-------- The records --------

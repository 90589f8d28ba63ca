//! Parsing of ffmpeg's machine-readable `-progress` output.
//!
//! ffmpeg writes blocks of `key=value` lines terminated by
//! `progress=continue` or `progress=end`. Everything else on the same pipe
//! is a diagnostic message.

use std::time::Duration;

use serde::Serialize;

/// Advisory progress snapshot for one session.
#[derive(Debug, Clone, Copy, PartialEq, Default, Serialize)]
#[serde(rename_all = "camelCase")]
pub struct Progress {
    /// Media time written to the output so far.
    pub elapsed: Duration,
    pub bytes_written: Option<u64>,
    /// Encoding speed as a multiple of real time.
    pub speed: Option<f64>,
    /// Share of the source duration already produced, when the duration is known.
    pub percent: Option<f64>,
    pub finished: bool,
}

/// Classification of one line read from the engine.
#[derive(Debug, Clone, PartialEq)]
pub enum ProgressLine {
    /// A progress block was completed.
    Report(Progress),
    /// A `key=value` field that was absorbed into the pending block.
    Field,
    /// Free-form engine output.
    Diagnostic,
}

/// Accumulates `key=value` fields into [`Progress`] reports.
#[derive(Debug, Clone, Default)]
pub struct ProgressTracker {
    duration_hint: Option<f64>,
    elapsed: Duration,
    bytes_written: Option<u64>,
    speed: Option<f64>,
}

impl ProgressTracker {
    /// Creates a tracker; `duration_hint` is the source duration in seconds.
    pub fn new(duration_hint: Option<f64>) -> Self {
        Self {
            duration_hint: duration_hint.filter(|d| d.is_finite() && *d > 0.0),
            ..Default::default()
        }
    }

    /// Feeds one line of engine output.
    pub fn feed_line(&mut self, line: &str) -> ProgressLine {
        let line = line.trim();
        let Some((key, value)) = line.split_once('=') else {
            return ProgressLine::Diagnostic;
        };
        if key.is_empty() || !key.bytes().all(|b| b.is_ascii_alphanumeric() || b == b'_') {
            return ProgressLine::Diagnostic;
        }
        let value = value.trim();

        match key {
            // out_time_ms is reported in microseconds as well
            "out_time_us" | "out_time_ms" => {
                if let Ok(micros) = value.parse::<u64>() {
                    self.elapsed = Duration::from_micros(micros);
                }
            }
            "out_time" => {
                if let Some(elapsed) = parse_clock(value) {
                    self.elapsed = elapsed;
                }
            }
            "total_size" => {
                if let Ok(bytes) = value.parse::<u64>() {
                    self.bytes_written = Some(bytes);
                }
            }
            "speed" => {
                self.speed = value
                    .trim_end_matches('x')
                    .trim()
                    .parse::<f64>()
                    .ok()
                    .filter(|s| s.is_finite());
            }
            "progress" => return ProgressLine::Report(self.snapshot(value == "end")),
            _ => {}
        }

        ProgressLine::Field
    }

    fn snapshot(&self, finished: bool) -> Progress {
        let percent = self.duration_hint.map(|duration| {
            let done = self.elapsed.as_secs_f64() / duration * 100.0;
            if finished { 100.0 } else { done.min(100.0) }
        });

        Progress {
            elapsed: self.elapsed,
            bytes_written: self.bytes_written,
            speed: self.speed,
            percent,
            finished,
        }
    }
}

// HH:MM:SS.ffffff; ffmpeg prints negative clocks before the first packet
fn parse_clock(value: &str) -> Option<Duration> {
    let mut parts = value.splitn(3, ':');
    let hours: u64 = parts.next()?.parse().ok()?;
    let minutes: u64 = parts.next()?.parse().ok()?;
    let seconds: f64 = parts.next()?.parse().ok()?;
    if !seconds.is_finite() || seconds < 0.0 {
        return None;
    }

    Some(Duration::from_secs(hours * 3600 + minutes * 60) + Duration::from_secs_f64(seconds))
}

#[cfg(test)]
mod tests {
    use super::*;

    fn feed_block(tracker: &mut ProgressTracker, block: &str) -> Vec<ProgressLine> {
        block.lines().map(|l| tracker.feed_line(l)).collect()
    }

    #[test]
    fn test_progress_block_produces_report() {
        let mut tracker = ProgressTracker::new(Some(10.0));
        let lines = feed_block(
            &mut tracker,
            "frame=120\nfps=60.00\ntotal_size=524288\nout_time_us=2500000\n\
             out_time=00:00:02.500000\nspeed=2.01x\nprogress=continue",
        );

        let report = match lines.last() {
            Some(ProgressLine::Report(p)) => *p,
            other => panic!("expected report, got {other:?}"),
        };
        assert!(lines[..lines.len() - 1].iter().all(|l| *l == ProgressLine::Field));
        assert_eq!(report.elapsed, Duration::from_millis(2500));
        assert_eq!(report.bytes_written, Some(524_288));
        assert_eq!(report.speed, Some(2.01));
        assert_eq!(report.percent, Some(25.0));
        assert!(!report.finished);
    }

    #[test]
    fn test_end_block_is_finished() {
        let mut tracker = ProgressTracker::new(Some(10.0));
        tracker.feed_line("out_time_ms=9980000");

        match tracker.feed_line("progress=end") {
            ProgressLine::Report(p) => {
                assert!(p.finished);
                assert_eq!(p.percent, Some(100.0));
            }
            other => panic!("expected report, got {other:?}"),
        }
    }

    #[test]
    fn test_unknown_duration_has_no_percent() {
        let mut tracker = ProgressTracker::new(None);
        tracker.feed_line("out_time=00:01:30.000000");

        match tracker.feed_line("progress=continue") {
            ProgressLine::Report(p) => {
                assert_eq!(p.elapsed, Duration::from_secs(90));
                assert_eq!(p.percent, None);
            }
            other => panic!("expected report, got {other:?}"),
        }
    }

    #[test]
    fn test_na_values_are_ignored() {
        let mut tracker = ProgressTracker::new(Some(60.0));
        tracker.feed_line("out_time_us=N/A");
        tracker.feed_line("out_time=-577014:32:22.775808");
        tracker.feed_line("speed=N/A");

        match tracker.feed_line("progress=continue") {
            ProgressLine::Report(p) => {
                assert_eq!(p.elapsed, Duration::ZERO);
                assert_eq!(p.speed, None);
                assert_eq!(p.percent, Some(0.0));
            }
            other => panic!("expected report, got {other:?}"),
        }
    }

    #[test]
    fn test_diagnostics_are_not_fields() {
        let mut tracker = ProgressTracker::default();

        assert_eq!(
            tracker.feed_line("pipe:0: Invalid data found when processing input"),
            ProgressLine::Diagnostic
        );
        assert_eq!(
            tracker.feed_line("[h264 @ 0x55d4] mmco: unref short failure, poc=3"),
            ProgressLine::Diagnostic
        );
        assert_eq!(tracker.feed_line(""), ProgressLine::Diagnostic);
    }

    #[test]
    fn test_percent_is_clamped() {
        let mut tracker = ProgressTracker::new(Some(1.0));
        tracker.feed_line("out_time_us=5000000");

        match tracker.feed_line("progress=continue") {
            ProgressLine::Report(p) => assert_eq!(p.percent, Some(100.0)),
            other => panic!("expected report, got {other:?}"),
        }
    }
}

--------

#### [What you have to do]
Gather all lines with the string "derive" from the data.

#### [Response to this task]
#[derive(Debug, Clone, Copy, PartialEq, Default, Serialize)]
#[derive(Debug, Clone, PartialEq)]
#[derive(Debug, Clone, Default)]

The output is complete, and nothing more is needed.